Otherwise, if the .ksy spec doesn't use items.size during parsing items, I don't think there is any observable change. In the case of successful parsing (when no error is thrown), the object trees will be the same regardless of whether autoRead is true or false. In case of an unsuccessful parsing, the default autoRead mode won't give any object tree (it will deliver the exception instead) and --no-auto-read will give some (partial) tree. This comes from the very nature of autoRead, there's no "unpleasant" change in behavior.

I think, the best solution is to move read just after creating object, but then this can create a memory leak in C++98 target if _read() of an array item will throw.

It used to be this way in 0.10, but it was intentionally changed in https://github.com/kaitai-io/kaitai_struct_compiler/commit/755bcbe1ba958469d4c40d56838e98fb4c6c121b. It makes the new Web IDE feature introduced in https://github.com/kaitai-io/kaitai_struct_webide/pull/170 much more useful, because it allows displaying the last partially parsed object of arrays. Without this compiler change, chances are that the Web IDE with complex formats could only display objects that are parsed completely fine before reaching the object whose parsing failed (arbitrarily deep in this object), which will probably not help in diagnosing the problem - you want to get as close as possible to the error location.

Unfortunately, it indeed breaks the DebugArrayUser test for C++11. At worst, we can limit the scope of the change in https://github.com/kaitai-io/kaitai_struct_compiler/commit/755bcbe1ba958469d4c40d56838e98fb4c6c121b to JavaScript only. But as you note, it creates a memory leak in C++98 if _read() fails (which is actually the same situation where we're most interested in this partial object in JavaScript).

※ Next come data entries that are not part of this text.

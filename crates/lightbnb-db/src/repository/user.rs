//! # User Repository
//!
//! Lookups used by login/session handling in the web application, and
//! registration.

use lightbnb_core::validation::validate_new_user;
use lightbnb_core::{NewUser, User};
use sqlx::SqlitePool;
use tracing::debug;

use crate::error::{DbError, DbResult};

/// Repository for user database operations.
#[derive(Debug, Clone)]
pub struct UserRepository {
    pool: SqlitePool,
}

impl UserRepository {
    /// Creates a new UserRepository.
    pub fn new(pool: SqlitePool) -> Self {
        UserRepository { pool }
    }

    /// Gets a user by email address (exact match).
    ///
    /// ## Returns
    /// * `Ok(Some(User))` - User found
    /// * `Ok(None)` - No user with that email
    pub async fn get_by_email(&self, email: &str) -> DbResult<Option<User>> {
        debug!(email = %email, "Fetching user by email");

        sqlx::query_as::<_, User>("SELECT * FROM users WHERE email = $1")
            .bind(email)
            .fetch_optional(&self.pool)
            .await
            .map_err(|e| DbError::from(e).logged("users.get_by_email"))
    }

    /// Gets a user by id.
    ///
    /// ## Returns
    /// * `Ok(Some(User))` - User found
    /// * `Ok(None)` - No user with that id
    pub async fn get_by_id(&self, id: i64) -> DbResult<Option<User>> {
        debug!(id, "Fetching user by id");

        sqlx::query_as::<_, User>("SELECT * FROM users WHERE id = $1")
            .bind(id)
            .fetch_optional(&self.pool)
            .await
            .map_err(|e| DbError::from(e).logged("users.get_by_id"))
    }

    /// Registers a new user.
    ///
    /// The password is stored exactly as given; hashing belongs to the
    /// caller.
    ///
    /// ## Returns
    /// * `Ok(User)` - Inserted row including its new id
    /// * `Err(DbError::Validation)` - Missing name, malformed email, ...
    /// * `Err(DbError::UniqueViolation)` - Email already registered
    pub async fn insert(&self, user: &NewUser) -> DbResult<User> {
        validate_new_user(user)?;

        debug!(email = %user.email, "Inserting user");

        sqlx::query_as::<_, User>(
            r#"
            INSERT INTO users (name, email, password)
            VALUES ($1, $2, $3)
            RETURNING *
            "#,
        )
        .bind(&user.name)
        .bind(&user.email)
        .bind(&user.password)
        .fetch_one(&self.pool)
        .await
        .map_err(|e| {
            let err = match DbError::from(e) {
                DbError::UniqueViolation { field, .. } => DbError::UniqueViolation {
                    field,
                    value: user.email.clone(),
                },
                other => other,
            };
            err.logged("users.insert")
        })
    }

    /// Counts registered users (for diagnostics).
    pub async fn count(&self) -> DbResult<i64> {
        sqlx::query_scalar::<_, i64>("SELECT COUNT(*) FROM users")
            .fetch_one(&self.pool)
            .await
            .map_err(|e| DbError::from(e).logged("users.count"))
    }
}

#[cfg(test)]
mod tests {
    use super::*;
    use crate::repository::test_support::{new_user, test_db};

    #[tokio::test]
    async fn test_insert_and_fetch() {
        let db = test_db().await;
        let users = db.users();

        let inserted = users
            .insert(&new_user("Devin Sanders", "tristanjacobs@gmail.com"))
            .await
            .unwrap();
        assert!(inserted.id > 0);
        assert_eq!(inserted.name, "Devin Sanders");

        let by_id = users.get_by_id(inserted.id).await.unwrap();
        assert_eq!(by_id, Some(inserted.clone()));

        let by_email = users.get_by_email("tristanjacobs@gmail.com").await.unwrap();
        assert_eq!(by_email, Some(inserted));

        assert_eq!(users.count().await.unwrap(), 1);
    }

    #[tokio::test]
    async fn test_missing_user_is_none_not_error() {
        let db = test_db().await;

        assert_eq!(db.users().get_by_id(999).await.unwrap(), None);
        assert_eq!(db.users().get_by_email("nobody@example.com").await.unwrap(), None);
    }

    #[tokio::test]
    async fn test_duplicate_email_rejected() {
        let db = test_db().await;
        let users = db.users();

        users.insert(&new_user("Eva Stanley", "eva@ymail.com")).await.unwrap();
        let err = users
            .insert(&new_user("Eva Impostor", "eva@ymail.com"))
            .await
            .unwrap_err();

        match err {
            DbError::UniqueViolation { field, value } => {
                assert_eq!(field, "users.email");
                assert_eq!(value, "eva@ymail.com");
            }
            other => panic!("expected UniqueViolation, got {other:?}"),
        }
        assert_eq!(users.count().await.unwrap(), 1);
    }

    #[tokio::test]
    async fn test_invalid_user_never_reaches_database() {
        let db = test_db().await;

        let err = db
            .users()
            .insert(&new_user("No Email", "not-an-email"))
            .await
            .unwrap_err();
        assert!(matches!(err, DbError::Validation(_)));
        assert_eq!(db.users().count().await.unwrap(), 0);
    }
}
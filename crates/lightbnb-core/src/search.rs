//! # Property Search
//!
//! Turns an optional-filter object into one parameterized SQL statement.
//!
//! ## How a Search Is Built
//! ```text
//! ┌─────────────────────────────────────────────────────────────────────────┐
//! │                    Filter → Predicates → Statement                      │
//! │                                                                         │
//! │  PropertyFilter                                                         │
//! │  { city: "Van", owner_id: -, min: 50, max: 150, rating: 4 }             │
//! │       │                                                                 │
//! │       │  predicates() - fixed order, absent fields dropped,             │
//! │       │                 price pair all-or-nothing, ×100 to cents        │
//! │       ▼                                                                 │
//! │  [CityMatch("Van"), PriceRange(5000, 15000), RatingThreshold(4)]        │
//! │       │                                                                 │
//! │       │  build() - WHERE predicates, GROUP BY, HAVING, ORDER, LIMIT     │
//! │       ▼                                                                 │
//! │  SELECT properties.*, avg(property_reviews.rating) AS average_rating    │
//! │  FROM properties                                                        │
//! │  LEFT JOIN property_reviews ON properties.id = property_reviews...      │
//! │  WHERE true                                                             │
//! │  AND properties.city LIKE $1                  params: ["%Van%",         │
//! │  AND properties.cost_per_night >= $2                   5000,            │
//! │  AND properties.cost_per_night <= $3                   15000,           │
//! │  GROUP BY properties.id                                                 │
//! │  HAVING avg(property_reviews.rating) >= $4             4.0,             │
//! │  ORDER BY properties.cost_per_night                                     │
//! │  LIMIT $5                                              10]              │
//! └─────────────────────────────────────────────────────────────────────────┘
//! ```
//!
//! Placeholders are only ever produced by `StatementWriter::bind`, which
//! pushes the value and returns `$<new length>`. SQL text and parameter
//! list therefore cannot drift apart.

use serde::{Deserialize, Serialize};
use ts_rs::TS;

use crate::error::CoreResult;
use crate::money::Money;
use crate::DEFAULT_RESULT_LIMIT;

// =============================================================================
// Filter
// =============================================================================

/// Optional search constraints supplied by the caller.
///
/// Every field may be omitted when deserializing:
///
/// ```rust
/// use lightbnb_core::search::PropertyFilter;
///
/// let filter: PropertyFilter = serde_json::from_str(r#"{"city": "Vancouver"}"#).unwrap();
/// assert_eq!(filter.city.as_deref(), Some("Vancouver"));
/// assert!(filter.minimum_rating.is_none());
/// ```
#[derive(Debug, Clone, Default, PartialEq, Serialize, Deserialize, TS)]
#[serde(default)]
#[ts(export)]
pub struct PropertyFilter {
    /// Substring of the property's city.
    pub city: Option<String>,
    pub owner_id: Option<i64>,
    /// Lower nightly price bound in major units (dollars).
    pub minimum_price_per_night: Option<f64>,
    /// Upper nightly price bound in major units (dollars).
    pub maximum_price_per_night: Option<f64>,
    /// Lowest acceptable average review rating.
    pub minimum_rating: Option<f64>,
}

impl PropertyFilter {
    /// Reduces the filter to its predicates, in the fixed order
    /// city, owner, price range, rating.
    ///
    /// - A blank city is treated as absent, and so is a zero owner, price
    ///   bound or rating.
    /// - The price range only appears when both bounds are set.
    ///
    /// Fails only when a price bound cannot be converted to cents.
    pub fn predicates(&self) -> CoreResult<Vec<SearchPredicate>> {
        let mut predicates = Vec::new();

        if let Some(city) = self.city.as_deref().map(str::trim) {
            if !city.is_empty() {
                predicates.push(SearchPredicate::CityMatch(city.to_string()));
            }
        }

        if let Some(owner_id) = non_zero(self.owner_id) {
            predicates.push(SearchPredicate::OwnerMatch(owner_id));
        }

        if let (Some(min), Some(max)) = (
            non_zero(self.minimum_price_per_night),
            non_zero(self.maximum_price_per_night),
        ) {
            predicates.push(SearchPredicate::PriceRange {
                min: Money::from_major_units(min)?,
                max: Money::from_major_units(max)?,
            });
        }

        if let Some(rating) = non_zero(self.minimum_rating) {
            predicates.push(SearchPredicate::RatingThreshold(rating));
        }

        Ok(predicates)
    }
}

/// Treats a zero numeric filter as unset.
pub(crate) fn non_zero<T: Default + PartialEq>(value: Option<T>) -> Option<T> {
    value.filter(|v| *v != T::default())
}

// =============================================================================
// Predicates
// =============================================================================

/// One search constraint.
#[derive(Debug, Clone, PartialEq)]
pub enum SearchPredicate {
    /// `city LIKE %<city>%`
    CityMatch(String),
    /// `owner_id = <id>`
    OwnerMatch(i64),
    /// Inclusive nightly price range, in cents.
    PriceRange { min: Money, max: Money },
    /// Minimum average rating. Filters on an aggregate, so it is applied
    /// after grouping.
    RatingThreshold(f64),
}

impl SearchPredicate {
    /// Whether the predicate belongs in `HAVING` rather than `WHERE`.
    pub fn is_aggregate(&self) -> bool {
        matches!(self, SearchPredicate::RatingThreshold(_))
    }

    /// Appends the predicate, opening it with `keyword` (`AND` or `HAVING`).
    fn write(&self, out: &mut StatementWriter, keyword: &str) {
        match self {
            SearchPredicate::CityMatch(city) => {
                let p = out.bind(QueryParam::Text(format!("%{}%", city)));
                out.line(&format!("{keyword} properties.city LIKE {p}"));
            }
            SearchPredicate::OwnerMatch(owner_id) => {
                let p = out.bind(QueryParam::Integer(*owner_id));
                out.line(&format!("{keyword} properties.owner_id = {p}"));
            }
            SearchPredicate::PriceRange { min, max } => {
                let lo = out.bind(QueryParam::Integer(min.cents()));
                let hi = out.bind(QueryParam::Integer(max.cents()));
                out.line(&format!("{keyword} properties.cost_per_night >= {lo}"));
                out.line(&format!("AND properties.cost_per_night <= {hi}"));
            }
            SearchPredicate::RatingThreshold(rating) => {
                let p = out.bind(QueryParam::Real(*rating));
                out.line(&format!("{keyword} avg(property_reviews.rating) >= {p}"));
            }
        }
    }
}

// =============================================================================
// Statement
// =============================================================================

/// A value bound to a positional placeholder.
#[derive(Debug, Clone, PartialEq)]
pub enum QueryParam {
    Text(String),
    Integer(i64),
    Real(f64),
}

/// SQL text plus its parameters. `params()[i]` binds to `$<i + 1>`.
#[derive(Debug, Clone, PartialEq)]
pub struct Statement {
    sql: String,
    params: Vec<QueryParam>,
}

impl Statement {
    pub fn sql(&self) -> &str {
        &self.sql
    }

    pub fn params(&self) -> &[QueryParam] {
        &self.params
    }
}

#[derive(Default)]
struct StatementWriter {
    sql: String,
    params: Vec<QueryParam>,
}

impl StatementWriter {
    /// Pushes a parameter and returns the placeholder that refers to it.
    fn bind(&mut self, param: QueryParam) -> String {
        self.params.push(param);
        format!("${}", self.params.len())
    }

    fn line(&mut self, fragment: &str) {
        if !self.sql.is_empty() {
            self.sql.push('\n');
        }
        self.sql.push_str(fragment);
    }

    fn finish(self) -> Statement {
        Statement {
            sql: self.sql,
            params: self.params,
        }
    }
}

// =============================================================================
// Builder
// =============================================================================

/// Builds the property search statement.
///
/// ```rust
/// use lightbnb_core::search::{PropertyFilter, PropertySearch};
///
/// let filter = PropertyFilter {
///     owner_id: Some(42),
///     ..Default::default()
/// };
/// let statement = PropertySearch::from_filter(&filter)?.limit(20).build();
///
/// assert!(statement.sql().contains("properties.owner_id = $1"));
/// assert!(statement.sql().ends_with("LIMIT $2"));
/// # Ok::<(), lightbnb_core::CoreError>(())
/// ```
#[derive(Debug, Clone, PartialEq)]
pub struct PropertySearch {
    predicates: Vec<SearchPredicate>,
    limit: u32,
}

impl PropertySearch {
    /// Creates a search from explicit predicates.
    pub fn new(predicates: Vec<SearchPredicate>) -> Self {
        PropertySearch {
            predicates,
            limit: DEFAULT_RESULT_LIMIT,
        }
    }

    /// Creates a search from a caller's filter object.
    pub fn from_filter(filter: &PropertyFilter) -> CoreResult<Self> {
        Ok(PropertySearch::new(filter.predicates()?))
    }

    /// Sets the maximum number of rows. Zero falls back to the default.
    pub fn limit(mut self, limit: u32) -> Self {
        self.limit = if limit == 0 { DEFAULT_RESULT_LIMIT } else { limit };
        self
    }

    pub fn predicates(&self) -> &[SearchPredicate] {
        &self.predicates
    }

    /// Renders the statement.
    ///
    /// Row-level predicates are written first, then `GROUP BY`, then any
    /// aggregate predicate, then ordering and the limit. Parameters are
    /// pushed in exactly that order, so the limit is always last.
    pub fn build(&self) -> Statement {
        let mut out = StatementWriter::default();

        out.line("SELECT properties.*, avg(property_reviews.rating) AS average_rating");
        out.line("FROM properties");
        out.line("LEFT JOIN property_reviews ON properties.id = property_reviews.property_id");
        out.line("WHERE true");

        for predicate in self.predicates.iter().filter(|p| !p.is_aggregate()) {
            predicate.write(&mut out, "AND");
        }

        out.line("GROUP BY properties.id");

        let aggregates = self.predicates.iter().filter(|p| p.is_aggregate());
        for (i, predicate) in aggregates.enumerate() {
            predicate.write(&mut out, if i == 0 { "HAVING" } else { "AND" });
        }

        out.line("ORDER BY properties.cost_per_night");
        let p = out.bind(QueryParam::Integer(i64::from(self.limit)));
        out.line(&format!("LIMIT {p}"));

        out.finish()
    }
}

To me, the obvious fix for the invalid memory access problem in C++11 would be to accept that the object has been moved into the std::vector and access it via the vector, like this (untested):

    for (int i = 0; i < l_array_of_cats; i++) {
        std::unique_ptr<cat_t> _t_array_of_cats = std::unique_ptr<cat_t>(new cat_t(m__io, this, m__root));
        m_array_of_cats->push_back(std::move(_t_array_of_cats));
        m_array_of_cats->back()->_read(); // instead of _t_array_of_cats->_read();
    }

Or if we came to a conclusion that the "change in behavior" is a problem, we could do something along these lines (m_array_of_cats->push_back(...); apparently must be duplicated, because it's not my fault that C++ doesn't support try..finally):

    for (int i = 0; i < l_array_of_cats; i++) {
        std::unique_ptr<cat_t> _t_array_of_cats = std::unique_ptr<cat_t>(new cat_t(m__io, this, m__root));
        try {
            _t_array_of_cats->_read();
        } catch(...) {
            m_array_of_cats->push_back(std::move(_t_array_of_cats));
            throw;
        }
        m_array_of_cats->push_back(std::move(_t_array_of_cats));
    }

And I would be happy with this even in JavaScript, where I need to ensure that the partial objects are accessible because of the Web IDE. Perhaps this is indeed a better solution.

Mingun commented 3 months ago

I totally agree that partial parsing is very useful feature and it shouldn't be removed in order to fix bug. Any solution that keeps it would be better. Another way is to use RTTI helper in C++11 code that will push_back into array it its destructor.